▶ Brief: An identical copy of the data below is needed.

Source records
================================

use crate::routes::{auth, game, guarantee, health, location, root};
use utoipa::{
    Modify, OpenApi,
    openapi::security::{HttpAuthScheme, HttpBuilder, SecurityScheme},
};

struct SecurityAddon;

impl Modify for SecurityAddon {
    fn modify(&self, openapi: &mut utoipa::openapi::OpenApi) {
        let components = openapi.components.get_or_insert_with(Default::default);
        components.add_security_scheme(
            "jwt",
            SecurityScheme::Http(
                HttpBuilder::new()
                    .scheme(HttpAuthScheme::Bearer)
                    .bearer_format("JWT")
                    .build(),
            ),
        );
    }
}

/// API Documentation
#[derive(OpenApi)]
#[openapi(
    paths(
        root::root,
        health::health,
        auth::auth,
        game::get_games,
        game::get_game_by_id,
        game::get_available_games,
        game::create_game,
        guarantee::get_guarantees,
        location::get_open_locations,
        location::get_finished_locations,
        location::get_location_by_id,
        location::create_location,
        location::finish_location,
        location::delete_location
    ),
    modifiers(&SecurityAddon),
    tags(
        (name = "Health", description = "Service status endpoints"),
        (name = "Authentication", description = "Authentication related endpoints"),
        (name = "Games", description = "Game catalog endpoints"),
        (name = "Locations", description = "Rental endpoints"),
    ),
    info(
        title = "Board Game Rentals API",
        version = "1.0.0",
        description = "Game catalog and rentals of the club",
        license(
            name = "MIT OR Apache-2.0",
        )
    )
)]
pub struct ApiDoc;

================================

▶ Final answer:
use crate::routes::{auth, game, guarantee, health, location, root};
use utoipa::{
    Modify, OpenApi,
    openapi::security::{HttpAuthScheme, HttpBuilder, SecurityScheme},
};

struct SecurityAddon;

impl Modify for SecurityAddon {
    fn modify(&self, openapi: &mut utoipa::openapi::OpenApi) {
        let components = openapi.components.get_or_insert_with(Default::default);
        components.add_security_scheme(
            "jwt",
            SecurityScheme::Http(
                HttpBuilder::new()
                    .scheme(HttpAuthScheme::Bearer)
                    .bearer_format("JWT")
                    .build(),
            ),
        );
    }
}

/// API Documentation
#[derive(OpenApi)]
#[openapi(
    paths(
        root::root,
        health::health,
        auth::auth,
        game::get_games,
        game::get_game_by_id,
        game::get_available_games,
        game::create_game,
        guarantee::get_guarantees,
        location::get_open_locations,
        location::get_finished_locations,
        location::get_location_by_id,
        location::create_location,
        location::finish_location,
        location::delete_location
    ),
    modifiers(&SecurityAddon),
    tags(
        (name = "Health", description = "Service status endpoints"),
        (name = "Authentication", description = "Authentication related endpoints"),
        (name = "Games", description = "Game catalog endpoints"),
        (name = "Locations", description = "Rental endpoints"),
    ),
    info(
        title = "Board Game Rentals API",
        version = "1.0.0",
        description = "Game catalog and rentals of the club",
        license(
            name = "MIT OR Apache-2.0",
        )
    )
)]
pub struct ApiDoc;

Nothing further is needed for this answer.